• REQUIRED ACTION: Read the data, and whenever a line holds the word "DispatchingTools", report that line.

============

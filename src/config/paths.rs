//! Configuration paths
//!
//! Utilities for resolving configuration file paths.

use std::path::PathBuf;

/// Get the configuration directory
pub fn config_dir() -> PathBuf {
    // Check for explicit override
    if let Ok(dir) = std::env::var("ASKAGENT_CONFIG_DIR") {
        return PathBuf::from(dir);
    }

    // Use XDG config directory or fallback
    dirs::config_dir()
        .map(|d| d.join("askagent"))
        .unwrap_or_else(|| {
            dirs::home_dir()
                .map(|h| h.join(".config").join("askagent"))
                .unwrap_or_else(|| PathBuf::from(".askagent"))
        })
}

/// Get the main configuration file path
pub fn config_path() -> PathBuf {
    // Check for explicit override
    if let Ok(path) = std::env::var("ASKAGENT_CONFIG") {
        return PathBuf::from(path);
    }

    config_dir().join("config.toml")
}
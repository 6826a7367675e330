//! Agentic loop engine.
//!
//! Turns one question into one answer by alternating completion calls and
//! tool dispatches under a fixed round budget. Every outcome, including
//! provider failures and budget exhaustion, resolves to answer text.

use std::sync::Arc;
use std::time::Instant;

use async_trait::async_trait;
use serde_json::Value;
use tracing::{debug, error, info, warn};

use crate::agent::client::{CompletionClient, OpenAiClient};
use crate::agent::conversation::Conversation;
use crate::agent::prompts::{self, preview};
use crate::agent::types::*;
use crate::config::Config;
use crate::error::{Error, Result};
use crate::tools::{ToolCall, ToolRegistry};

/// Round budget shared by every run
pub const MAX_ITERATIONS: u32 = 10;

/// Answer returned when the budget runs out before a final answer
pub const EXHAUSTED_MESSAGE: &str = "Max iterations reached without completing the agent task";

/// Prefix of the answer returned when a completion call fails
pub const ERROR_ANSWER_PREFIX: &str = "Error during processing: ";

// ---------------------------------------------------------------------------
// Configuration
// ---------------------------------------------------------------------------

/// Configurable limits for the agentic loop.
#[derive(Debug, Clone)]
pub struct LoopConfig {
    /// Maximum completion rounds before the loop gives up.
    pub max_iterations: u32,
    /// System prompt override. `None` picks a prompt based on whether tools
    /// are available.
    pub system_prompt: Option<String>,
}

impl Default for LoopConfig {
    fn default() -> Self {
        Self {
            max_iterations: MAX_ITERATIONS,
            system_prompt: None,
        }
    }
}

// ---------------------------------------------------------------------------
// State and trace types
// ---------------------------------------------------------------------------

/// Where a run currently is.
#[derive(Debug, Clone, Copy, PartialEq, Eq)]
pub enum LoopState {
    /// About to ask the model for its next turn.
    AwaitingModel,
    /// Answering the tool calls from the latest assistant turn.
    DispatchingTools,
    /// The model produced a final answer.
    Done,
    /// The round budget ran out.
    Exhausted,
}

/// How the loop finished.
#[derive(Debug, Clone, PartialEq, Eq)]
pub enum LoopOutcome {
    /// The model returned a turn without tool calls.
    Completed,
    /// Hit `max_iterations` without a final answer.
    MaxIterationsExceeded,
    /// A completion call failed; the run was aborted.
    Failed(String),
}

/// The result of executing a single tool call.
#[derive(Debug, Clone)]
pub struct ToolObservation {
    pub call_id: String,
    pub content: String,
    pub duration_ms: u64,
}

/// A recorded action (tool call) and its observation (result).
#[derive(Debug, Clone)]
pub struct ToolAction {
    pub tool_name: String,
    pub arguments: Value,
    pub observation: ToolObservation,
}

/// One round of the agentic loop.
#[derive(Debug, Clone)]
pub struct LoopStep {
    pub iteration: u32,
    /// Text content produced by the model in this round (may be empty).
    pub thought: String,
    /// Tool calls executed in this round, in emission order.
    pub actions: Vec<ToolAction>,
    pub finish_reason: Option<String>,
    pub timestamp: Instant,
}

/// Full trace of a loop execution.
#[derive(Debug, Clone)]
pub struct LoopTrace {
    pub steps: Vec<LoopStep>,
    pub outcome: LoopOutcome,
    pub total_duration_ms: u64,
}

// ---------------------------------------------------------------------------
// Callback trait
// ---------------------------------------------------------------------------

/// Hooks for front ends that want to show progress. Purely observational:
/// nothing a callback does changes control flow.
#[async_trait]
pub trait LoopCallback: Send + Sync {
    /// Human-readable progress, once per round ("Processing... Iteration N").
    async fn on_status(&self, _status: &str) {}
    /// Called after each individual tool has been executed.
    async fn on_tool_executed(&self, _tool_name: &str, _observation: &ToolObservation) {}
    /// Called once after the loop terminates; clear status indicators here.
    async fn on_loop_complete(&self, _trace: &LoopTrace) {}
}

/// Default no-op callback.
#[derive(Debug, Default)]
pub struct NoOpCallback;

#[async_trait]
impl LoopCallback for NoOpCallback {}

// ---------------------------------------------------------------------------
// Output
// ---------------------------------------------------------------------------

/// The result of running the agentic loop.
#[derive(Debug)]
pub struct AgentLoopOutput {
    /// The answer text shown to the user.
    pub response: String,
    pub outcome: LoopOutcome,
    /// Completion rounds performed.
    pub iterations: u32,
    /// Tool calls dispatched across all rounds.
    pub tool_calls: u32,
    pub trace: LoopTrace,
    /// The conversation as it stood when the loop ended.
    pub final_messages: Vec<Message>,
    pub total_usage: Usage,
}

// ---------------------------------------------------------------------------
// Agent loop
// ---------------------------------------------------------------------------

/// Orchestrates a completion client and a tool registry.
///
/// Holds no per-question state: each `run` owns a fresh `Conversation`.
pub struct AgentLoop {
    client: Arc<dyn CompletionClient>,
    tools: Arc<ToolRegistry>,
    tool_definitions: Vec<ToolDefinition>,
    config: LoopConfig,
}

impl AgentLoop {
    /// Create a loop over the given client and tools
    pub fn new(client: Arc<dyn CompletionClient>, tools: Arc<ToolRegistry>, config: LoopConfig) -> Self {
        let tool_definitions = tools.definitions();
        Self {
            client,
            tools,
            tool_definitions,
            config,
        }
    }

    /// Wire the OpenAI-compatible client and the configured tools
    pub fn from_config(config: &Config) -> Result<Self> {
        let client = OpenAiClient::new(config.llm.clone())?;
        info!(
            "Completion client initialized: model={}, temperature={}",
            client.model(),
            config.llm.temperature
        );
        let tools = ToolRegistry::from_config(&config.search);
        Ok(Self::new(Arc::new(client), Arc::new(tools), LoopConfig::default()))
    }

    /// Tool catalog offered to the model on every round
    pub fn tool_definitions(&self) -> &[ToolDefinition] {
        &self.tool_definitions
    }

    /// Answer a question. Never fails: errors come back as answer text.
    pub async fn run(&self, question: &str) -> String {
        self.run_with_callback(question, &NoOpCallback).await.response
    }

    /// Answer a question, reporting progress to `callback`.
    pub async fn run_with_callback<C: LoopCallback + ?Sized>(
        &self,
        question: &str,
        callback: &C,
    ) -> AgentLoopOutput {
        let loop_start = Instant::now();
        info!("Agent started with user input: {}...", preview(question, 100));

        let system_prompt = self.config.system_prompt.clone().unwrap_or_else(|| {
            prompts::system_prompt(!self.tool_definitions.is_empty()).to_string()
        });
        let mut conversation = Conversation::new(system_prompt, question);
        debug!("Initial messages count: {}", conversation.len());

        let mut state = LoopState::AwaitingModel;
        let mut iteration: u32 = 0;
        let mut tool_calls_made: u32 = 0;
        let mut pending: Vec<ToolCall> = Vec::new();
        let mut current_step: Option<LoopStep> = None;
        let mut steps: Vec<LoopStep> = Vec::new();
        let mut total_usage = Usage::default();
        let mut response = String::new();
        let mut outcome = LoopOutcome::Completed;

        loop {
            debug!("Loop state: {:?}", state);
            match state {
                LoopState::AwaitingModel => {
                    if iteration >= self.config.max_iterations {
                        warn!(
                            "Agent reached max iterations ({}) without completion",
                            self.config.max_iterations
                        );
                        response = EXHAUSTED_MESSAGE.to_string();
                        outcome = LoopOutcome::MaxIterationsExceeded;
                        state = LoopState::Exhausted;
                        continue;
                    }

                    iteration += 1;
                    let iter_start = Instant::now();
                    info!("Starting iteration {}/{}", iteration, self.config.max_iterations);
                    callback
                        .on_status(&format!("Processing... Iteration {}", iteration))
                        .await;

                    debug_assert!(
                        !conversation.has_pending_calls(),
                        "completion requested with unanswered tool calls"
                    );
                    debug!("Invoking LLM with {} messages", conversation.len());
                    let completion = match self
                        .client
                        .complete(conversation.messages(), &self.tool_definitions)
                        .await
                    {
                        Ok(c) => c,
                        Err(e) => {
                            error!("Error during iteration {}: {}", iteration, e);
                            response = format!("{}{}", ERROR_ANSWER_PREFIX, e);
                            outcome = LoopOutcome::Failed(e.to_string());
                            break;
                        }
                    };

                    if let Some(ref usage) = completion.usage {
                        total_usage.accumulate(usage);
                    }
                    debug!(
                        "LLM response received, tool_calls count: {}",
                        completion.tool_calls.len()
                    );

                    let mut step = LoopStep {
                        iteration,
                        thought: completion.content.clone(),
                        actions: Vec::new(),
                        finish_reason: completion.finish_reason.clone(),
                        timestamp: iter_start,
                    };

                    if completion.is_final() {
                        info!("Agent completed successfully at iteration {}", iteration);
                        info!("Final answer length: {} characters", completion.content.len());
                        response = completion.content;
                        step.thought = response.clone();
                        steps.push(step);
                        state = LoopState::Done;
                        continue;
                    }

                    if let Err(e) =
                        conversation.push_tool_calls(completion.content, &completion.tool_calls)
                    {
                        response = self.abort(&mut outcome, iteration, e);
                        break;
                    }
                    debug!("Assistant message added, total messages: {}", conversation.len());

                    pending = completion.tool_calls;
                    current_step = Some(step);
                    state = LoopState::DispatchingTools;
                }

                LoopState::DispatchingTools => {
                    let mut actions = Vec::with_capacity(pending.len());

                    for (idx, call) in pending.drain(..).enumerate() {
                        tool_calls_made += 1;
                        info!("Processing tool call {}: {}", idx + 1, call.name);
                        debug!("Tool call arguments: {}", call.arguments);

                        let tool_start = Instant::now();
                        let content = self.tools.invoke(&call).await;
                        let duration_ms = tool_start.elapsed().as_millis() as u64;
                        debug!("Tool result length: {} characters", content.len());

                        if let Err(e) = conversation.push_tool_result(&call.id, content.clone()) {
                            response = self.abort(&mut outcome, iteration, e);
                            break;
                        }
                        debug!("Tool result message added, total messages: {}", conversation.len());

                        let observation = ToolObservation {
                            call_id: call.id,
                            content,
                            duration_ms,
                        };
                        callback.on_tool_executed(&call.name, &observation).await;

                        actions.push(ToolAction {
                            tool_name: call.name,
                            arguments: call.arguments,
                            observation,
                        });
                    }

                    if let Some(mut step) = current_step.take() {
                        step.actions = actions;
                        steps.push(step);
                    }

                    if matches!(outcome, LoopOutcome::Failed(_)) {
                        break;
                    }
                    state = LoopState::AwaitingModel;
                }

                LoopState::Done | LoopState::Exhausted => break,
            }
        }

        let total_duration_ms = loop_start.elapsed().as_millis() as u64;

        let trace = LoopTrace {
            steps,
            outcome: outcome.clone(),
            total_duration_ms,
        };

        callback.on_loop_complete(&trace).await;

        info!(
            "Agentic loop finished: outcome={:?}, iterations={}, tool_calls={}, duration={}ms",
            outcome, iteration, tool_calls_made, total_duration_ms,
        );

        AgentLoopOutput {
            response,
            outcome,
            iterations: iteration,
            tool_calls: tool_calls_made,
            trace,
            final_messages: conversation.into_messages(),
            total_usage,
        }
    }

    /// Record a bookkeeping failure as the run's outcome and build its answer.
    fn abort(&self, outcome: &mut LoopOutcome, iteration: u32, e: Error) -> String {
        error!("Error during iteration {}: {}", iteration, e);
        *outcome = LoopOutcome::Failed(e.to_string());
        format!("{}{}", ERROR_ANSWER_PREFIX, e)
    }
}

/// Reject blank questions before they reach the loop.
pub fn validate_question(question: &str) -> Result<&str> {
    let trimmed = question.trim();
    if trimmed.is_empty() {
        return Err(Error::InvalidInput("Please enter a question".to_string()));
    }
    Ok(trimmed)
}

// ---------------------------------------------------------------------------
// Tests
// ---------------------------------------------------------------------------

============

• SOLUTION FOR THIS EXERCISE:
    DispatchingTools,
                    state = LoopState::DispatchingTools;
                LoopState::DispatchingTools => {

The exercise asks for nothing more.